Instructions for the task. Copy each line of the entries below that contains the string "ShenandoahDegenerated".

Task material: Begin

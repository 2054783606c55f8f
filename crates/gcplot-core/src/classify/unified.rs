//! Unified-logging (JDK 9+) line shapes.
//!
//! One decorated grammar covers every collector, so many payloads are
//! structurally identical across families (`Pause Young`, `Pause Full`,
//! `Concurrent Mark`); the concrete kind is resolved from the family
//! context. Shenandoah keeps its phase names lowercase, which makes them
//! unambiguous without context.

use crate::event::{
    CollectorFamily, ConcurrentEvent, Event, EventKind, HeaderEvent, MemoryRegion, Trigger,
    WarningEvent,
};

use super::header::parse_jdk_major;
use super::scan::{
    datestamp_to_ms, take_gc_id, take_mem_triple, take_paren_group, take_size,
    take_unified_decorations, take_unified_duration,
};
use super::{ClassifyContext, Matcher, make_pause};

pub(super) const MATCHERS: &[Matcher] = &[unified];

fn unified(line: &str, ctx: &ClassifyContext) -> Option<Event> {
    let u = take_unified_decorations(line)?;
    if u.tags.starts_with("safepoint") {
        // The safepoint subset owns these.
        return None;
    }
    let ts = u
        .uptime_ms
        .or_else(|| u.datestamp.map(|d| datestamp_to_ms(d, ctx.jvm_start)))
        .unwrap_or(0);
    let (gc_id, payload) = match take_gc_id(u.rest) {
        Some((id, rest)) => (Some(id), rest),
        None => (None, u.rest),
    };

    if let Some(rest) = payload.strip_prefix("Pause ") {
        return pause(rest, ts, gc_id, ctx);
    }
    if let Some(rest) = payload.strip_prefix("Concurrent ") {
        return concurrent(rest, ts, gc_id, ctx);
    }
    if let Some(rest) = payload.strip_prefix("Using ") {
        return Some(Event::Header(HeaderEvent {
            kind: EventKind::UsingCollector,
            timestamp_ms: ts,
            text: payload.to_string(),
            family: CollectorFamily::from_announcement(rest),
            jdk_major: None,
            physical_memory: None,
        }));
    }
    if let Some(rest) = payload.strip_prefix("Cancelling GC: ") {
        return Some(Event::Warning(WarningEvent {
            kind: EventKind::ShenandoahCancellingGc,
            timestamp_ms: ts,
            message: rest.to_string(),
        }));
    }
    if payload.starts_with("Allocation Stall") {
        return Some(Event::Warning(WarningEvent {
            kind: EventKind::ZAllocationStall,
            timestamp_ms: ts,
            message: payload.to_string(),
        }));
    }
    init_header(payload, ts)
}

/// Trailing duration token: `... 3.456ms`.
fn tail_duration(payload: &str) -> Option<u64> {
    let token = payload.trim_end().rsplit(' ').next()?;
    let (us, rest) = take_unified_duration(token)?;
    rest.is_empty().then_some(us)
}

/// First whole-token `A->B(C)` transition in the payload.
fn find_mem_triple(payload: &str) -> Option<MemoryRegion> {
    payload.split(' ').find_map(|token| {
        take_mem_triple(token).and_then(|(region, rest)| rest.is_empty().then_some(region))
    })
}

fn young_kind(subtype: Option<&str>, family: CollectorFamily) -> EventKind {
    match family {
        CollectorFamily::G1 => match subtype {
            Some("Mixed") => EventKind::G1Mixed,
            Some("Concurrent Start") => EventKind::G1YoungInitialMark,
            Some("Prepare Mixed") => EventKind::G1YoungPrepareMixed,
            _ => EventKind::G1Young,
        },
        CollectorFamily::Cms => EventKind::ParNew,
        CollectorFamily::Parallel => EventKind::PsYoung,
        CollectorFamily::Serial => EventKind::DefNew,
        _ => EventKind::GenericYoung,
    }
}

fn full_kind(family: CollectorFamily) -> EventKind {
    match family {
        CollectorFamily::G1 => EventKind::G1Full,
        CollectorFamily::Parallel => EventKind::PsFull,
        CollectorFamily::Serial => EventKind::SerialFull,
        CollectorFamily::Cms => EventKind::CmsFull,
        CollectorFamily::Shenandoah => EventKind::ShenandoahFull,
        _ => EventKind::GenericFull,
    }
}

const SHENANDOAH_PAUSES: &[(&str, EventKind)] = &[
    ("Init Mark", EventKind::ShenandoahInitMark),
    ("Final Mark", EventKind::ShenandoahFinalMark),
    ("Init Update Refs", EventKind::ShenandoahInitUpdateRefs),
    ("Final Update Refs", EventKind::ShenandoahFinalUpdateRefs),
    ("Final Roots", EventKind::ShenandoahFinalRoots),
    ("Degenerated GC", EventKind::ShenandoahDegenerated),
];

const Z_PAUSES: &[(&str, EventKind)] = &[
    ("Mark Start", EventKind::ZPauseMarkStart),
    ("Mark End", EventKind::ZPauseMarkEnd),
    ("Relocate Start", EventKind::ZPauseRelocateStart),
];

fn pause(rest: &str, ts: u64, gc_id: Option<u32>, ctx: &ClassifyContext) -> Option<Event> {
    // Family-unambiguous pause names first.
    for &(name, kind) in SHENANDOAH_PAUSES {
        if rest.starts_with(name) {
            return finish_pause(kind, &rest[name.len()..], ts, gc_id, Trigger::None);
        }
    }
    for &(name, kind) in Z_PAUSES {
        if rest.starts_with(name) {
            return finish_pause(kind, &rest[name.len()..], ts, gc_id, Trigger::None);
        }
    }

    if let Some(after) = rest.strip_prefix("Young") {
        let (subtype, trigger, after) = take_pause_groups(after);
        let kind = young_kind(subtype.as_deref(), ctx.family);
        return finish_pause(kind, after, ts, gc_id, trigger);
    }
    if let Some(after) = rest.strip_prefix("Full") {
        let (_subtype, trigger, after) = take_pause_groups(after);
        return finish_pause(full_kind(ctx.family), after, ts, gc_id, trigger);
    }
    if let Some(after) = rest.strip_prefix("Initial Mark") {
        let kind = if ctx.family == CollectorFamily::Cms {
            EventKind::CmsInitialMark
        } else {
            EventKind::G1YoungInitialMark
        };
        return finish_pause(kind, after, ts, gc_id, Trigger::None);
    }
    if let Some(after) = rest.strip_prefix("Remark") {
        let kind = if ctx.family == CollectorFamily::Cms {
            EventKind::CmsRemark
        } else {
            EventKind::G1Remark
        };
        return finish_pause(kind, after, ts, gc_id, Trigger::None);
    }
    if let Some(after) = rest.strip_prefix("Cleanup") {
        return finish_pause(EventKind::G1Cleanup, after, ts, gc_id, Trigger::None);
    }
    None
}

/// Collect `(subtype)` and `(cause)` groups after the pause name.
fn take_pause_groups(mut rest: &str) -> (Option<String>, Trigger, &str) {
    let mut subtype = None;
    let mut trigger = Trigger::None;
    loop {
        let trimmed = rest.strip_prefix(' ').unwrap_or(rest);
        let Some((inner, after)) = take_paren_group(trimmed) else {
            return (subtype, trigger, trimmed);
        };
        match inner {
            "Normal" | "Mixed" | "Concurrent Start" | "Concurrent End" | "Prepare Mixed" => {
                subtype = Some(inner.to_string());
            }
            cause => {
                // Subtype tags this table does not know (a degeneration
                // point, a new qualifier) are not causes. An evacuation
                // failure marker outranks the nominal cause.
                let t = Trigger::from_cause(cause);
                if !matches!(t, Trigger::None | Trigger::Unknown)
                    && trigger != Trigger::ToSpaceExhausted
                {
                    trigger = t;
                }
            }
        }
        rest = after;
    }
}

fn finish_pause(
    kind: EventKind,
    after: &str,
    ts: u64,
    gc_id: Option<u32>,
    mut trigger: Trigger,
) -> Option<Event> {
    let (_subtype, group_trigger, tail) = take_pause_groups(after);
    if trigger == Trigger::None {
        trigger = group_trigger;
    }
    // Start lines carry no duration; the preprocessor merges them into
    // their end line, so a bare start here declines to Unrecognized.
    let duration_us = tail_duration(tail)?;
    let mut pause = make_pause(kind, ts, duration_us, trigger);
    pause.gc_id = gc_id;
    pause.regions.combined = find_mem_triple(tail);
    if kind == EventKind::ShenandoahDegenerated && trigger == Trigger::None {
        pause.trigger = Trigger::DegeneratedGc;
    }
    Some(Event::Pause(pause))
}

const SHENANDOAH_CONCURRENT: &[(&str, EventKind)] = &[
    ("reset", EventKind::ShenandoahConcurrentReset),
    ("marking", EventKind::ShenandoahConcurrentMarking),
    ("precleaning", EventKind::ShenandoahConcurrentPrecleaning),
    ("evacuation", EventKind::ShenandoahConcurrentEvacuation),
    ("update references", EventKind::ShenandoahConcurrentUpdateRefs),
    ("cleanup", EventKind::ShenandoahConcurrentCleanup),
    ("uncommit", EventKind::ShenandoahConcurrentUncommit),
];

const G1_CONCURRENT: &[(&str, EventKind)] = &[
    ("Clear Claimed Marks", EventKind::G1ConcurrentClearClaimedMarks),
    ("Scan Root Regions", EventKind::G1ConcurrentRootRegionScanEnd),
    ("Mark Abort", EventKind::G1ConcurrentMarkAbort),
    ("Rebuild Remembered Sets and Scrub Regions", EventKind::G1ConcurrentRebuildRememberedSets),
    ("Rebuild Remembered Sets", EventKind::G1ConcurrentRebuildRememberedSets),
    ("Cleanup for Next Mark", EventKind::G1ConcurrentCleanupEnd),
    ("Undo Cycle", EventKind::G1ConcurrentUndoCycle),
    ("String Deduplication", EventKind::G1ConcurrentStringDeduplication),
];

const Z_CONCURRENT: &[(&str, EventKind)] = &[
    ("Mark Continue", EventKind::ZConcurrentMarkContinue),
    ("Process Non-Strong References", EventKind::ZConcurrentProcessNonStrongReferences),
    ("Reset Relocation Set", EventKind::ZConcurrentResetRelocationSet),
    ("Select Relocation Set", EventKind::ZConcurrentSelectRelocationSet),
    ("Relocate", EventKind::ZConcurrentRelocate),
];

const CMS_CONCURRENT: &[(&str, EventKind)] = &[
    ("Abortable Preclean", EventKind::CmsConcurrentAbortablePreclean),
    ("Preclean", EventKind::CmsConcurrentPreclean),
    ("Mark", EventKind::CmsConcurrentMark),
    ("Sweep", EventKind::CmsConcurrentSweep),
    ("Reset", EventKind::CmsConcurrentReset),
];

fn concurrent(rest: &str, ts: u64, gc_id: Option<u32>, ctx: &ClassifyContext) -> Option<Event> {
    let emit = |kind| {
        Some(Event::Concurrent(ConcurrentEvent {
            kind,
            timestamp_ms: ts,
            duration_us: tail_duration(rest),
            gc_id,
        }))
    };

    // Shenandoah's lowercase phase names need no family context.
    for &(name, kind) in SHENANDOAH_CONCURRENT {
        if rest.starts_with(name) {
            return emit(kind);
        }
    }

    // Cycle markers: begin has no duration, the completed report does.
    if rest.starts_with("Mark Cycle") || rest.starts_with("Cycle") {
        return emit(if tail_duration(rest).is_some() {
            EventKind::G1ConcurrentCycleEnd
        } else {
            EventKind::G1ConcurrentCycleStart
        });
    }

    for &(name, kind) in G1_CONCURRENT {
        if rest.starts_with(name) {
            return emit(kind);
        }
    }
    for &(name, kind) in Z_CONCURRENT {
        if rest.starts_with(name) && ctx.family != CollectorFamily::Cms {
            return emit(kind);
        }
    }
    if ctx.family == CollectorFamily::Cms {
        for &(name, kind) in CMS_CONCURRENT {
            if rest.starts_with(name) {
                return emit(kind);
            }
        }
    }
    // `Concurrent Mark` with no family context, or a phase name from a
    // newer JVM: still a concurrent phase, just not attributable.
    if rest.starts_with("Mark") {
        return emit(match ctx.family {
            CollectorFamily::G1 => {
                if tail_duration(rest).is_some() {
                    EventKind::G1ConcurrentMarkEnd
                } else {
                    EventKind::G1ConcurrentMarkStart
                }
            }
            CollectorFamily::Z => EventKind::ZConcurrentMark,
            _ => EventKind::GenericConcurrent,
        });
    }
    emit(EventKind::GenericConcurrent)
}

/// `[gc,init]` and heap-configuration headers.
fn init_header(payload: &str, ts: u64) -> Option<Event> {
    let header = |kind, physical_memory, jdk_major| {
        Some(Event::Header(HeaderEvent {
            kind,
            timestamp_ms: ts,
            text: payload.to_string(),
            family: None,
            jdk_major,
            physical_memory,
        }))
    };

    if let Some(rest) = payload.strip_prefix("Version: ") {
        return header(EventKind::JvmVersion, None, parse_jdk_major(rest));
    }
    if payload.strip_prefix("Heap Region Size: ").is_some() {
        return header(EventKind::HeapRegionSize, None, None);
    }
    if payload.starts_with("Parallel Workers: ") || payload.starts_with("Concurrent Workers: ") {
        return header(EventKind::GcThreads, None, None);
    }
    if let Some(rest) = payload.strip_prefix("Memory: ") {
        let physical = take_size(rest).map(|(amount, _)| amount);
        return header(EventKind::MemoryConfig, physical, None);
    }
    None
}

Task material: End

Completed task.
    ("Degenerated GC", EventKind::ShenandoahDegenerated),
    if kind == EventKind::ShenandoahDegenerated && trigger == Trigger::None {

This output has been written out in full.